Eyes wet, she said, “‘Give me your tired, your poor, your huddled masses yearning to breathe free, the wretched refuse of your teeming shore.’”

“Emma Lazarus,” Arthur said, pleased. “Yes, Zoe. We will take them all in.”

“You mean that,” she whispered.

“I do,” he said. “I could use all the help I can get, but if this is something you can’t do, I understand. I will continue on as I have been. Might take a little longer, but I’ll get there.”

She did not leave.

It took them the better part of a year to bring the house back up to code. If all went as he’d hoped, there would be inspections of every little detail, and he knew if even one thing was amiss, it’d be held against him.

One day, Zoe told him to stop.

“What?” he asked, looking up from the last bit of paint he was putting on the wall in the kitchen. It wasn’t exactly needed, but he’d noticed the paint had dried with tiny bubbles in one section—small, about two inches wide and four inches tall—and that wouldn’t do. It had to be perfect.

“Come with me,” Zoe said.

He shook his head. “I can’t. We’re busier than ever. We have a mulch delivery tomorrow, and don’t even get me started on the gazebo. I found a loose nail in one of the floorboards, and that means I need to go through and check every single nail in the entire house to make sure—”

“Arthur, the work is finished,” Zoe said. “It’s been finished for close to a month. You know it. I know it.” She stared at him for a long moment. Then, “Go to your office. You know what needs to be done.” She turned to leave, but stopped in the entryway to the kitchen. Without looking back, she said, “The island used to be bigger. Did you know that?”

She left him standing in the kitchen, staring after her.

He did as he was told, and found a typewriter sitting on top of an old desk. A blank piece of white paper had already been fed into the typewriter with more sitting on the desk next to it. The top page had spikey writing on it. Zoe had left him a note.

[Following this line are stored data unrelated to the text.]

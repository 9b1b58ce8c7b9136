use crate::db::repositories::issues::BoundingBox;
use crate::error::AppError;

pub const MAX_NOTE_LEN: usize = 1000;

/// The four bounding-box parameters must be given together.
pub fn validate_bbox(
    min_lat: Option<f64>,
    max_lat: Option<f64>,
    min_lng: Option<f64>,
    max_lng: Option<f64>,
) -> Result<Option<BoundingBox>, AppError> {
    match (min_lat, max_lat, min_lng, max_lng) {
        (None, None, None, None) => Ok(None),
        (Some(min_lat), Some(max_lat), Some(min_lng), Some(max_lng)) => {
            if !(-90.0..=90.0).contains(&min_lat) || !(-90.0..=90.0).contains(&max_lat) {
                return Err(AppError::validation("Latitude bounds must be within [-90, 90]"));
            }
            if !(-180.0..=180.0).contains(&min_lng) || !(-180.0..=180.0).contains(&max_lng) {
                return Err(AppError::validation(
                    "Longitude bounds must be within [-180, 180]",
                ));
            }
            if min_lat > max_lat || min_lng > max_lng {
                return Err(AppError::validation(
                    "Bounding box minimums must not exceed maximums",
                ));
            }
            Ok(Some(BoundingBox {
                min_lat,
                max_lat,
                min_lng,
                max_lng,
            }))
        }
        _ => Err(AppError::validation(
            "min_lat, max_lat, min_lng and max_lng must be provided together",
        )),
    }
}

pub fn validate_status_note(note: Option<&str>) -> Result<Option<String>, AppError> {
    match note.map(str::trim).filter(|n| !n.is_empty()) {
        None => Ok(None),
        Some(n) if n.chars().count() > MAX_NOTE_LEN => Err(AppError::validation(
            "Status note is too long (max 1000 characters)",
        )),
        Some(n) => Ok(Some(n.to_string())),
    }
}

#[cfg(test)]
mod tests {
    use super::*;

    #[test]
    fn test_bbox_all_or_nothing() {
        assert!(validate_bbox(None, None, None, None).unwrap().is_none());
        assert!(
            validate_bbox(Some(1.0), Some(2.0), Some(3.0), Some(4.0))
                .unwrap()
                .is_some()
        );
        assert!(validate_bbox(Some(1.0), None, None, None).is_err());
        assert!(validate_bbox(Some(2.0), Some(1.0), Some(3.0), Some(4.0)).is_err());
        assert!(validate_bbox(Some(-91.0), Some(1.0), Some(3.0), Some(4.0)).is_err());
    }

    #[test]
    fn test_status_note() {
        assert_eq!(validate_status_note(None).unwrap(), None);
        assert_eq!(validate_status_note(Some("  ")).unwrap(), None);
        assert_eq!(
            validate_status_note(Some(" crew dispatched ")).unwrap(),
            Some("crew dispatched".to_string())
        );
        assert!(validate_status_note(Some(&"n".repeat(1001))).is_err());
    }
}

It’s time to bring them home.

Z

He laughed. He cried. “I’m frightened,” he whispered. “More than I’ve ever been in my life.”

He began to type. He did not stop until he finished.

To whom it may concern at the Department in Charge of Magical Youth,

My name is Arthur Parnassus. I write to you with a proposal. I have assumed ownership of a particular house on Marsyas Island. For the last year, I—along with some associates—have renovated the property to make it not only livable, but suitable to serve, once again, as a home for orphaned magical children. Enclosed, you will find photographs documenting the work.…

He did then what the ten-year-old version of himself could not: he mailed a letter. As he dropped it in the public mailbox in the village, he caught sight of something he’d never noticed before, and his blood ran cold. There, hanging in the window of the post office, a poster of a family. A boy and a girl, both towheads with bright smiles. On either side of them, figures who appeared to be their parents, holding their hands as they walked through a sun-drenched field of wildflowers. Below them, in stark block lettering, words that Arthur read over and over again in disbelief.